我1971年9月离开村子到县城工作,虽说只有50里地,但是不自由了,只回去了一次看他们,心里一直很歉疚。1973年,我到了电影放映队,借放电影之机回去呆了一天,但是没见到玉成,听说他当了队长,去公社办事了。后来,因为我一直下乡到处去放电影,也失去很多见面的机会。
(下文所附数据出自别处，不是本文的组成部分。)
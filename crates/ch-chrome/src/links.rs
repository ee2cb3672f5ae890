//! Site-relative link rewriting.

use ch_dom::Document;
use ch_dom::NodeId;

use crate::basepath::BasePrefix;

/// Rewrites site-relative hrefs under the resolved base prefix.
#[derive(Debug, Clone)]
pub struct LinkRewriter {
    prefix: BasePrefix,
}

impl LinkRewriter {
    pub fn new(prefix: BasePrefix) -> Self {
        Self { prefix }
    }

    pub fn prefix(&self) -> &BasePrefix {
        &self.prefix
    }

    /// Returns the rewritten href. Absolute URLs, `mailto:`/`tel:` links,
    /// pure fragments, empty hrefs, and hrefs already under the prefix pass
    /// through unchanged, so re-rewriting is a no-op.
    pub fn rewrite(&self, href: &str) -> String {
        if href.is_empty() || is_external(href) || href.starts_with('#') {
            return href.to_owned();
        }

        let prefix = self.prefix.as_str();
        if !prefix.is_empty() && (href == prefix || href.starts_with(&format!("{prefix}/"))) {
            return collapse_slashes(href);
        }

        let rooted = if href.starts_with('/') {
            href.to_owned()
        } else {
            format!("/{href}")
        };
        collapse_slashes(&format!("{prefix}{rooted}"))
    }

    /// Rewrites every anchor under the nav container.
    pub fn apply_to_nav(&self, doc: &mut Document, nav: NodeId) {
        for link in doc.elements_by_tag_in(nav, "a") {
            self.rewrite_href(doc, link);
        }
    }

    /// Rewrites the site logo link, wherever the partial placed it.
    pub fn apply_to_logo(&self, doc: &mut Document) {
        if let Some(logo) = doc.first_element_by_class("site-logo") {
            self.rewrite_href(doc, logo);
        }
    }

    fn rewrite_href(&self, doc: &mut Document, id: NodeId) {
        let Some(href) = doc.attr(id, "href").map(ToOwned::to_owned) else {
            return;
        };
        doc.set_attr(id, "href", &self.rewrite(&href));
    }
}

fn is_external(href: &str) -> bool {
    let lower = href.to_ascii_lowercase();
    lower.starts_with("http://")
        || lower.starts_with("https://")
        || lower.starts_with("mailto:")
        || lower.starts_with("tel:")
}

fn collapse_slashes(input: &str) -> String {
    let mut out = String::with_capacity(input.len());
    let mut last_was_slash = false;
    for ch in input.chars() {
        if ch == '/' {
            if !last_was_slash {
                out.push(ch);
            }
            last_was_slash = true;
        } else {
            out.push(ch);
            last_was_slash = false;
        }
    }
    out
}

#[cfg(test)]
mod tests {
    use super::LinkRewriter;
    use crate::basepath::BasePrefix;
    use crate::basepath::SCRIPT_MARKER;
    use ch_dom::Document;
    use url::Url;

    fn rewriter(prefix: &str) -> LinkRewriter {
        let doc = Document::parse(&format!(
            r#"<script src="{prefix}/assets/chrome.js"></script>"#
        ));
        let url = match Url::parse("https://example.com/") {
            Ok(url) => url,
            Err(error) => panic!("test url should parse: {error}"),
        };
        LinkRewriter::new(crate::basepath::resolve(&doc, &url, SCRIPT_MARKER))
    }

    fn root_rewriter() -> LinkRewriter {
        LinkRewriter::new(BasePrefix::empty())
    }

    #[test]
    fn external_and_fragment_hrefs_pass_through() {
        let rewriter = rewriter("/site");
        for href in [
            "https://example.org/page",
            "HTTP://example.org/",
            "mailto:hi@example.com",
            "tel:+15550100",
            "#section",
            "",
        ] {
            assert_eq!(rewriter.rewrite(href), href);
        }
    }

    #[test]
    fn relative_hrefs_get_rooted_and_prefixed() {
        let rewriter = rewriter("/site");
        assert_eq!(rewriter.rewrite("/docs/"), "/site/docs/");
        assert_eq!(rewriter.rewrite("docs/"), "/site/docs/");
        assert_eq!(rewriter.rewrite("//docs//page/"), "/site/docs/page/");
    }

    #[test]
    fn empty_prefix_only_normalizes() {
        let rewriter = root_rewriter();
        assert_eq!(rewriter.rewrite("docs/"), "/docs/");
        assert_eq!(rewriter.rewrite("/docs/"), "/docs/");
    }

    #[test]
    fn rewriting_twice_equals_rewriting_once() {
        for rewriter in [rewriter("/site"), root_rewriter()] {
            for href in ["/docs/", "docs/", "//a//b", "/"] {
                let once = rewriter.rewrite(href);
                assert_eq!(rewriter.rewrite(&once), once, "href `{href}`");
            }
        }
    }

    #[test]
    fn nav_anchors_and_logo_are_rewritten_in_place() {
        let mut doc = Document::parse(
            r#"<nav id="site-nav">
                 <a id="docs" href="/docs/">Docs</a>
                 <a id="ext" href="https://example.org/">Ext</a>
                 <a id="bare">no href</a>
               </nav>
               <a class="site-logo" href="/">Logo</a>"#,
        );
        let rewriter = rewriter("/site");
        let nav = match doc.element_by_id("site-nav") {
            Some(id) => id,
            None => panic!("nav should parse"),
        };
        rewriter.apply_to_nav(&mut doc, nav);
        rewriter.apply_to_logo(&mut doc);

        let docs = match doc.element_by_id("docs") {
            Some(id) => id,
            None => panic!("docs anchor should parse"),
        };
        assert_eq!(doc.attr(docs, "href"), Some("/site/docs/"));

        let ext = match doc.element_by_id("ext") {
            Some(id) => id,
            None => panic!("external anchor should parse"),
        };
        assert_eq!(doc.attr(ext, "href"), Some("https://example.org/"));

        let logo = match doc.first_element_by_class("site-logo") {
            Some(id) => id,
            None => panic!("logo should parse"),
        };
        assert_eq!(doc.attr(logo, "href"), Some("/site/"));
    }
}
1975年,我调到文化馆。冬天县里开三级干部会议,玉成来了。他已经是大队支部委员了。他跟我说:他当队长以后,做了几个大动作:1、扔了百十亩烂地,社员谁愿意要谁要,种了收了归自己;2、让二掌柜当酱油厂厂长,专门做酱油卖,3、有些活儿包工分包时间,在保证质量的情况下,节约时间归自己。按说这在当时都是犯忌的事,我说,你这样干,公社大队让吗?他说,我没告诉他们,但是我今年麦子分了二百三十斤,预计分红能达到四毛五六,这次开会,我是模范队长,全县表彰。他脸上不无得意,我也为他高兴。他来还给我带来一桶酱油和一麻袋土豆。
大概是79年,玉成到县城看病来了,住在我那里十几天。我问他什么病,他说不清楚。就是睡不着觉,脑袋疼。我问他怎么搞的,他也不说。我看了看医生给他开的药,有“安定”,“谷维素”“维生素B1”等药片,我说管事不?不行看看中医,调理一下。那时县医院有个北医大毕业的何医生,跟我们很熟,就找她看了一下。何医生说,没大事,操劳过度,休息一下就好了。
后来我看何医生开的药里,就有“五味子”。我说,这是让你安神呢,队里的事不行就别管了。他说我已经辞了,今年分红掉下来了,一个工合四毛一。我说可以啊,不少了。他说,我定的是五毛,没达到,有一干人弄我呢。我说,你听我话,不干是对的,管他四毛五毛,挣来钱大伙分,挣不来,你自己挨骂。何苦呢!
他走后,我就再没见过他。何医生跟我说,他有些抑郁症和精神官能症,可能受了什么刺激。我调回河北之前,碰上大队书记来县城,我向他了解玉成的情况。书记说:这娃太刚。农村的事像个臭皮囊,不能认真,就是你来我往地对付。他搞那一套我都知道,我不管他,有人嫉妒,也有人受不了,就弄他。娃又实心眼,想不开,现在送洛阳看病去了。我说,我马上就调走了,你告诉我洛阳什么医院?书记摆摆手,说,“你不去了,”他压低了声音,“神经病院。”
2004年,我回村第一个找的就是他,一打听他不在我村里住了,迁到后村二队了。我见了他,他认不出我了,也许我太沧桑了。我告诉他以后,他拉住我的手,半天没有说话。然后他就骑着摩托车带着我东家西家的转。他说,从洛阳回来之后,他就迁到这里,大队推选他当了副支书,没球事,是个闲差,他也不操心。现在种些果树,烟叶,胡球弄着些,也可以。
我想玉成这人也太实在了,别人当队长,即使捞不着什么好处,起码落一个轻闲自在不干活,可他却……。我说,记得咱们当年还要进山去弄五味子吗?他笑了。叹了一口气,老了,别说你,我都很多年没有进山了。不过,五味子可没少吃,哪副药里都有。
唉,五味子,五味子,人生就是五味子,酸甜苦辣咸要体验一辈子。